We analyzed the capacity of B cells to process and present a peptide from the variable region of an endogenous immunoglobulin heavy (H) chain to a major histocompatibility complex (MHC) class I-restricted cytotoxic T lymphocyte (CTL) clone. The H-chain gene was engineered to express 14-amino acid peptide from the sequence of the influenza virus nucleoprotein (NP) antigen in the third complementarity-determining region (CDR3). This NP peptide is presented in association with the D^b allele in H-2^b mice. We demonstrate that B lymphoma cells (H-2^b) harboring the antigenized H-chain gene process and present the NP peptide in association with the D^b molecule and are lysed by a CTL clone specific for that peptide in an MHC-restricted way. In contrast, the soluble antigenized antibody failed to mediate lysis of H-2^b target cells.
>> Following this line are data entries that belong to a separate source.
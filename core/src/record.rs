use std::collections::{BTreeMap, HashMap};
use std::fs;
use std::io;
use std::path::{Path, PathBuf};

use thiserror::Error;

use crate::Seconds;

#[derive(Error, Debug)]
pub enum StoreError {
    #[error("record file could not be accessed: {0}")]
    Io(#[from] io::Error),
    #[error("record file is malformed: {0}")]
    Json(#[from] serde_json::Error),
}

/// Key-value store holding the best time of each level.
pub trait RecordStore {
    fn get(&self, key: &str) -> Result<Option<Seconds>, StoreError>;
    fn set(&mut self, key: &str, secs: Seconds) -> Result<(), StoreError>;
}

/// Storage key of a level's best time.
pub fn record_key(level_id: &str) -> String {
    format!("record_{level_id}")
}

impl<R: RecordStore + ?Sized> RecordStore for Box<R> {
    fn get(&self, key: &str) -> Result<Option<Seconds>, StoreError> {
        (**self).get(key)
    }

    fn set(&mut self, key: &str, secs: Seconds) -> Result<(), StoreError> {
        (**self).set(key, secs)
    }
}

#[derive(Clone, Debug, Default, PartialEq)]
pub struct MemoryRecordStore {
    records: HashMap<String, Seconds>,
}

impl MemoryRecordStore {
    pub fn new() -> Self {
        Self::default()
    }
}

impl RecordStore for MemoryRecordStore {
    fn get(&self, key: &str) -> Result<Option<Seconds>, StoreError> {
        Ok(self.records.get(key).copied())
    }

    fn set(&mut self, key: &str, secs: Seconds) -> Result<(), StoreError> {
        self.records.insert(key.to_owned(), secs);
        Ok(())
    }
}

/// Records kept as one JSON object on disk, rewritten on every update. A missing file reads as empty.
#[derive(Clone, Debug)]
pub struct JsonFileRecordStore {
    path: PathBuf,
}

impl JsonFileRecordStore {
    pub fn new(path: impl Into<PathBuf>) -> Self {
        Self { path: path.into() }
    }

    pub fn path(&self) -> &Path {
        &self.path
    }

    fn load(&self) -> Result<BTreeMap<String, Seconds>, StoreError> {
        match fs::read_to_string(&self.path) {
            Ok(text) => Ok(serde_json::from_str(&text)?),
            Err(err) if err.kind() == io::ErrorKind::NotFound => Ok(BTreeMap::new()),
            Err(err) => Err(err.into()),
        }
    }
}

impl RecordStore for JsonFileRecordStore {
    fn get(&self, key: &str) -> Result<Option<Seconds>, StoreError> {
        Ok(self.load()?.get(key).copied())
    }

    fn set(&mut self, key: &str, secs: Seconds) -> Result<(), StoreError> {
        let mut records = self.load()?;
        records.insert(key.to_owned(), secs);
        if let Some(parent) = self.path.parent().filter(|dir| !dir.as_os_str().is_empty()) {
            fs::create_dir_all(parent)?;
        }
        fs::write(&self.path, serde_json::to_string_pretty(&records)?)?;
        Ok(())
    }
}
The endogenously processed immunoglobulin CDR3 peptide could be eluted from surface D^b molecules in transfected cells. This study formally demonstrates that peptides from the hypervariable loops of endogenous immunoglobulin are processed through the endogenous degradative pathway and are presented to CD8⁺ T cells in the context of MHC class I molecules. The implication of these findings for processing and presentation of endogenous immunoglobulin peptides in B cells and network regulation by idiopeptides is discussed.